In a study where the psychometric assessments were shown to be sensitive to impairment, L-CTZ 5 mg was found following both initial and repeated doses, but also to be demonstrably free from disruptive and sedative effects on objective measures of psychomotor and cognitive function. Similarly, CTZ showed evidence of pronounced antihistaminic activity and significantly reduced weal and flare scores after both acute and repeated doses, again without evidence of cognitive or psychomotor impairment. LOR also was non-sedative but the antihistaminic reaction was demonstrably weak.
通过一系列心理运动和认知测试以及风团和潮红反应测量,比较左旋西替利嗪(L-CTZ)、西替利嗪(CTZ)、氯雷他定(LOR)和异丙嗪(PRM)急性和亚慢性剂量与安慰剂相比的中枢和外周H1抑制作用。将PRM纳入研究作为阳性内部对照,以验证心理测量测试组对各种治疗的中枢神经系统效应的敏感性。
在一项五组、双盲、交叉研究中,20名健康志愿者(18 - 50岁)每天服用一次L-CTZ 5mg、CTZ 10mg、LOR 10mg、PRM 30mg和安慰剂,持续四天。对于每种治疗条件,在基线以及第1天和第4天给药后1、2、3、4、6、8、10和122小时,使用心理测量测试系统和对100mg/ml组胺溶液的针刺风团和潮红反应对受试者进行评估。心理测量包括临界闪烁融合(CFF)、选择反应时间(CRT)、连续跟踪任务(CTT)和镇静主观评分量表(LARS)。在第2天和第3天,受试者在离开单位时在预先指定的时间服药。

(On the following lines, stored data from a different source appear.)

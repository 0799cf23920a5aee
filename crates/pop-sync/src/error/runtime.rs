// SPDX-License-Identifier: GPL-3.0

//! Runtime metadata error types.

use super::RpcClientError;
use thiserror::Error;

/// Errors that can occur while obtaining a coder factory for a chain.
#[derive(Debug, Clone, Error, PartialEq, Eq)]
pub enum RuntimeError {
	/// The metadata could not be fetched.
	#[error("Metadata unavailable: {0}")]
	MetadataUnavailable(String),
	/// Failed to decode the fetched metadata.
	#[error("Failed to decode metadata")]
	MetadataDecode,
}

impl From<RpcClientError> for RuntimeError {
	fn from(err: RpcClientError) -> Self {
		RuntimeError::MetadataUnavailable(err.to_string())
	}
}
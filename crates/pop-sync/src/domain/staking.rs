// SPDX-License-Identifier: GPL-3.0

use super::{RemoteSubscription, attach_event_emitting};
use crate::{
	events::EventCenter,
	key::{CacheKeyBuilder, LocalStorageKeyFactory},
	path::StoragePath,
	request::{KeyParam, SubscriptionRequest},
	service::{Completion, RemoteSubscriptionService},
	strings::{keys, storage::pallets},
	types::{AccountId, ChainId},
};
use std::sync::Arc;

/// Subscribes to the staking state of a stash and its controller.
pub struct StakingRemoteSubscriptionService {
	service: Arc<RemoteSubscriptionService>,
	events: EventCenter,
	local_keys: LocalStorageKeyFactory,
}

impl StakingRemoteSubscriptionService {
	pub fn new(service: Arc<RemoteSubscriptionService>, events: EventCenter) -> Self {
		Self { service, events, local_keys: LocalStorageKeyFactory }
	}

	/// Subscribe to the staking entries of `stash`.
	///
	/// Bag list nodes are requested under every known module name. The names a chain lacks are
	/// skipped during setup.
	///
	/// # Arguments
	/// * `chain_id` - Chain to subscribe on.
	/// * `stash` - Stash account.
	/// * `controller` - Controller account, usually the stash itself.
	/// * `completion` - Receiver of the outcome.
	pub fn attach_to_account(
		&self,
		chain_id: &ChainId,
		stash: &AccountId,
		controller: &AccountId,
		completion: Option<Completion>,
	) -> RemoteSubscription {
		let requests = self.requests(chain_id, stash, controller);
		let cache_key = CacheKeyBuilder::new(keys::STAKING).account(stash);
		attach_event_emitting(&self.service, &self.events, chain_id, requests, cache_key, completion)
	}

	pub fn detach_from_account(&self, subscription: &RemoteSubscription, completion: Option<Completion>) {
		self.service.detach(&subscription.cache_key, subscription.id, completion);
	}

	fn requests(
		&self,
		chain_id: &ChainId,
		stash: &AccountId,
		controller: &AccountId,
	) -> Vec<SubscriptionRequest> {
		let keyed = |path: StoragePath, account: &AccountId| {
			let local_key = self.local_keys.create_for_account(&path, account, chain_id);
			SubscriptionRequest::map(path, local_key, KeyParam::from(account))
		};
		let mut requests = vec![
			keyed(StoragePath::STAKING_BONDED, stash),
			keyed(StoragePath::SYSTEM_ACCOUNT, stash),
			keyed(StoragePath::STAKING_LEDGER, controller),
		];
		if controller != stash {
			requests.push(keyed(StoragePath::SYSTEM_ACCOUNT, controller));
		}
		requests.extend([
			keyed(StoragePath::STAKING_NOMINATORS, stash),
			keyed(StoragePath::STAKING_VALIDATORS, stash),
			keyed(StoragePath::STAKING_PAYEE, stash),
		]);
		let bag_node_key =
			self.local_keys.create_for_account(&StoragePath::DEFAULT_BAG_LIST_NODE, stash, chain_id);
		requests.extend(pallets::BAGS_LIST_MODULES.into_iter().map(|module| {
			SubscriptionRequest::map(
				StoragePath::bag_list_node(module),
				bag_node_key.clone(),
				KeyParam::from(stash),
			)
		}));
		requests
	}
}

#[cfg(test)]
mod tests {
	use super::*;
	use crate::{
		chain::StaticChainRegistry,
		store::MemoryStore,
		testing::{ALICE, BOB},
	};

	fn service() -> StakingRemoteSubscriptionService {
		let service = RemoteSubscriptionService::with_current_runtime(
			Arc::new(StaticChainRegistry::new()),
			Arc::new(MemoryStore::new()),
		);
		StakingRemoteSubscriptionService::new(Arc::new(service), EventCenter::default())
	}

	#[tokio::test]
	async fn controller_account_only_when_distinct() {
		let service = service();
		let chain_id = ChainId::new("polkadot");
		let (alice, bob) = (AccountId::from(ALICE), AccountId::from(BOB));

		let same = service.requests(&chain_id, &alice, &alice);
		let distinct = service.requests(&chain_id, &alice, &bob);

		assert_eq!(same.len(), 9);
		assert_eq!(distinct.len(), 10);
		let ledger = distinct.iter().find(|request| request.path() == &StoragePath::STAKING_LEDGER);
		assert_eq!(
			ledger.map(SubscriptionRequest::local_key),
			Some(
				LocalStorageKeyFactory
					.create_for_account(&StoragePath::STAKING_LEDGER, &bob, &chain_id)
					.as_str()
			)
		);
	}

	#[tokio::test]
	async fn bag_list_nodes_share_one_local_key() {
		let service = service();
		let chain_id = ChainId::new("polkadot");
		let alice = AccountId::from(ALICE);

		let requests = service.requests(&chain_id, &alice, &alice);
		let nodes: Vec<_> =
			requests.iter().filter(|request| request.path().item == "ListNodes").collect();

		assert_eq!(nodes.len(), 3);
		assert!(nodes.iter().all(|request| request.local_key() == nodes[0].local_key()));
	}

	#[tokio::test]
	async fn same_account_shares_the_subscription() {
		let service = service();
		let chain_id = ChainId::new("polkadot");
		let alice = AccountId::from(ALICE);

		let first = service.attach_to_account(&chain_id, &alice, &alice, None);
		let second = service.attach_to_account(&chain_id, &alice, &alice, None);

		assert_eq!(first.cache_key, second.cache_key);
		assert_eq!(service.service.subscriber_count(&first.cache_key), 2);
		service.detach_from_account(&first, None);
		service.detach_from_account(&second, None);
		assert!(service.service.is_empty());
	}
}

阳性对照药(PRM)证实了测试组的敏感性:第1天和第4天CFF阈值总体显著降低(p < 0.05);第1天识别、运动和总反应时间总体显著增加(受损)(p < 0.05);第1天CTT任务的跟踪准确性和反应时间方面均有显著受损(p < 0.005),且第1天主观镇静评分显著更高(p < 0.05)。在第1天或第4天的任何时间点,L-CTZ、CTZ和LOR在任何客观和主观测试中均与安慰剂无差异。关于外周抑制作用,L-CTZ抑制风团和潮红反应,在服药后两小时内出现最大抑制(几乎100%)。CTZ也显示出对组胺有强大的外周抑制作用,而PRM,尤其是LOR,仅显示出微弱的风团和潮红反应,在第4天时已完全减弱。
在一项显示心理测量评估对损伤敏感的研究中,发现初始剂量和重复剂量的L-CTZ 5mg对心理运动和认知功能的客观测量均无明显的干扰和镇静作用。同样,CTZ显示出明显的抗组胺活性,急性和重复给药后风团和潮红评分显著降低,同样没有认知或心理运动损伤的证据。LOR也无镇静作用,但抗组胺反应明显较弱。